Меня очень коробило от того, что татарские легионеры – много повидавшие, немало испытавшие на своём веку, волею судеб оказавшиеся в разных странах, на поверку оказывались примитивными, ограниченными, недалёкими людьми, которые абсолютно не интересовались ни историей своего народа, ни литературой. Я не хочу сказать, что уже в пятидесятых годах был образованным, умным и интеллигентным человеком, но после знакомства с Кави Ишмури, одним из руководителей татарского легиона… в меня вселился один вопрос: и этот придурковатый голодранец собирался вершить судьбу великого татарского народа? Вселился вопрос и выселяться не собирался. Пообщавшись с легионерами других национальностей, русским Кулешовым, переводчиком Молотова, начальником жандармерии Пятигорска Аюкиным… неординарными, загадочными людьми… я невольно невзлюбил Кави. Слава богу, нас недолго продержали в одной камере, и следователь ни разу не задавал мне вопросов об Ишмури.

Благополучно вернувшись в Казань, я всё как есть рассказал Шайхи-абый. Не стал скрывать и своего неприязненного отношения к этой мрачной личности.

«Меня расстреляют! – душераздирающе вопил Ишмури, ещё не остыв от допроса у тюремного стервятника Узмашова. – Как пить дать, расстреляют!»

Трибунал проявил снисхождение к этому больному, слабому, сломленному духом, жалкому поэтишке. Кави Ишмури не расстреляли, приговорив к двадцати пяти годам. Согнувшись в три погибели от благодарности, Ишмури пожелал всем судьям долгих лет жизни, крепкого здоровья и райского благополучия. В пятьдесят шестом году, когда заключённых толпами стали выпускать на свободу, вышел и Ишмури, вернулся в Казань.

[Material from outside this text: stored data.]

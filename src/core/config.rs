//! Configuration management for tracestack.
//!
//! This module provides configuration handling with:
//! - YAML file support
//! - CLI argument overrides
//! - Validation and defaults

use crate::core::{Result, TraceStackError};
use serde::{Deserialize, Serialize};
use std::net::IpAddr;
use std::path::{Path, PathBuf};
use std::time::Duration;

/// Complete configuration for tracestack
#[derive(Debug, Clone, Default, Serialize, Deserialize)]
#[serde(default)]
pub struct Config {
    /// HTTP server configuration
    pub server: ServerConfig,
    /// Agent-side identifier generation
    pub agent: AgentConfig,
    /// Trace stack reconstruction
    pub stack: StackConfig,
    /// Segment storage and dictionaries
    pub storage: StorageConfig,
    /// Logging configuration
    pub logging: LoggingConfig,
    /// Debug mode
    #[serde(skip)]
    pub debug: bool,
}

/// Server configuration
#[derive(Debug, Clone, Serialize, Deserialize)]
#[serde(default)]
pub struct ServerConfig {
    /// Bind address for the read API
    pub bind_address: IpAddr,
    /// Port for the read API
    pub port: u16,
    /// Enable permissive CORS headers
    pub enable_cors: bool,
    /// Per-request timeout
    #[serde(with = "humantime_serde")]
    pub request_timeout: Duration,
}

/// Agent configuration
#[derive(Debug, Clone, Default, Serialize, Deserialize)]
#[serde(default)]
pub struct AgentConfig {
    /// Application instance id already assigned by the collector, if any
    pub instance_id: Option<u32>,
}

/// Trace stack configuration
#[derive(Debug, Clone, Serialize, Deserialize)]
#[serde(default)]
pub struct StackConfig {
    /// Deepest call depth walked below a root span
    pub max_depth: usize,
}

/// Storage configuration
#[derive(Debug, Clone, Serialize, Deserialize)]
#[serde(default)]
pub struct StorageConfig {
    /// JSON file of segments preloaded into the in-memory store
    pub fixture: Option<PathBuf>,
    /// Entries kept by each read-through dictionary cache
    pub dictionary_cache_size: usize,
}

/// Logging configuration
#[derive(Debug, Clone, Serialize, Deserialize)]
#[serde(default)]
pub struct LoggingConfig {
    /// Log level
    pub level: LogLevel,
    /// Structured logging format
    pub structured: bool,
}

/// Log levels
#[derive(Debug, Clone, Copy, PartialEq, Eq, Serialize, Deserialize)]
#[serde(rename_all = "lowercase")]
pub enum LogLevel {
    /// Everything, including per-span detail
    Trace,
    /// Per-segment progress
    Debug,
    /// Lifecycle events
    Info,
    /// Absorbed failures
    Warn,
    /// Failures only
    Error,
}

impl Default for ServerConfig {
    fn default() -> Self {
        ServerConfig {
            bind_address: IpAddr::from([0, 0, 0, 0]),
            port: 12800,
            enable_cors: true,
            request_timeout: Duration::from_secs(30),
        }
    }
}

impl Default for StackConfig {
    fn default() -> Self {
        StackConfig { max_depth: 512 }
    }
}

impl Default for StorageConfig {
    fn default() -> Self {
        StorageConfig {
            fixture: None,
            dictionary_cache_size: 10_000,
        }
    }
}

impl Default for LoggingConfig {
    fn default() -> Self {
        LoggingConfig {
            level: LogLevel::Info,
            structured: false,
        }
    }
}

impl Config {
    /// Create new config with defaults
    pub fn new() -> Result<Self> {
        let config = Config::default();
        config.validate()?;
        Ok(config)
    }

    /// Read and validate a YAML configuration file
    pub async fn from_file(path: &Path) -> Result<Self> {
        ConfigBuilder::new().from_file(path).await?.build()
    }

    /// Validate the configuration
    pub fn validate(&self) -> Result<()> {
        if self.server.port == 0 {
            return Err(TraceStackError::config("server port must be greater than 0"));
        }

        if self.server.request_timeout.is_zero() {
            return Err(TraceStackError::config("request_timeout must be greater than 0"));
        }

        if self.stack.max_depth == 0 {
            return Err(TraceStackError::config("stack max_depth must be greater than 0"));
        }

        if self.storage.dictionary_cache_size == 0 {
            return Err(TraceStackError::config(
                "dictionary_cache_size must be greater than 0",
            ));
        }

        Ok(())
    }
}

impl LogLevel {
    /// Convert to tracing filter string
    pub fn as_str(&self) -> &'static str {
        match self {
            LogLevel::Trace => "trace",
            LogLevel::Debug => "debug",
            LogLevel::Info => "info",
            LogLevel::Warn => "warn",
            LogLevel::Error => "error",
        }
    }
}

/// Configuration builder for programmatic construction
pub struct ConfigBuilder {
    config: Config,
}

impl ConfigBuilder {
    /// Create a new builder with defaults
    pub fn new() -> Self {
        ConfigBuilder {
            config: Config::default(),
        }
    }

    /// Load configuration from YAML string
    pub fn from_yaml(mut self, yaml: &str) -> Result<Self> {
        let debug = self.config.debug;
        self.config = serde_yaml::from_str(yaml)
            .map_err(|e| TraceStackError::config(format!("Failed to parse YAML config: {}", e)))?;
        self.config.debug = debug;
        Ok(self)
    }

    /// Load configuration from a YAML file
    pub async fn from_file(self, path: &Path) -> Result<Self> {
        let content = tokio::fs::read_to_string(path).await.map_err(|e| {
            TraceStackError::config(format!("Failed to read config file {:?}: {}", path, e))
        })?;
        self.from_yaml(&content)
    }

    /// Set server port
    pub fn port(mut self, port: u16) -> Self {
        self.config.server.port = port;
        self
    }

    /// Set the registered application instance id
    pub fn instance_id(mut self, id: u32) -> Self {
        self.config.agent.instance_id = Some(id);
        self
    }

    /// Set maximum traversal depth
    pub fn max_depth(mut self, depth: usize) -> Self {
        self.config.stack.max_depth = depth;
        self
    }

    /// Set segment fixture file
    pub fn fixture(mut self, path: PathBuf) -> Self {
        self.config.storage.fixture = Some(path);
        self
    }

    /// Set debug mode
    pub fn debug(mut self, debug: bool) -> Self {
        self.config.debug = debug;
        self
    }

    /// Build and validate the configuration
    pub fn build(self) -> Result<Config> {
        self.config.validate()?;
        Ok(self.config)
    }
}

impl Default for ConfigBuilder {
    fn default() -> Self {
        Self::new()
    }
}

Встретился он и с Шайхи-абый. «Ничего он не добавил к моим сведениям о Мусе, слишком низок горизонт у парня», – усмехнулся Шайхи-абый.

В нашей истории не так много событий, про которые можно сказать «татарское движение, татарский подъём, татарское национальное дело». В самый разгар Второй мировой войны известная многим национальная организация «Идель-Урал» приобретает новое содержание, новые оттенки. До сих пор не было такого человека, который сказал бы веское слово и дал справедливую оценку официальному руководству «Идель-Урала», сосредоточенной вокруг Мусы Джалиля интеллигенции. Но в последние годы, особенно после того, как в Казань попали воспоминания Анвара Галима26, народилась буря жарких, противоречивых, «братоубийственных» споров, лишённых при этом каких-либо веских аргументов-доказательств, – очень даже свойственно это нам, татарам. Рукопись совсем ненадолго попала в руки и к вашему покорному слуге. Упершись локтями в эти мемуары, раздувшись от важности, я не собираюсь выражать каких бы то ни было новых идей, говорить что-то иное, доселе неизвестное о Мусе и его окружении, упаси меня Бог от такого. Если необходим какой-то новый, обновлённый взгляд на всем известное старое, пусть его вырабатывают специалисты, которым ведом каждый шаг Мусы и его группы, каждое их деяние. Мир не изменился, просто открылись его теневые полушария, практически низвергнуты решётки архивов, обмякли и поддались замки на ртах. А значит, изменится взгляд и на татарскую историю, откроются и выйдут на авансцену новые неопровержимые факты и доказательства… Будущее само покажет, нужна или нет справедливая оценка деятельности Мусы и его окружения. Попытки подкорректировать историю зачастую приводят к ещё большему её искажению!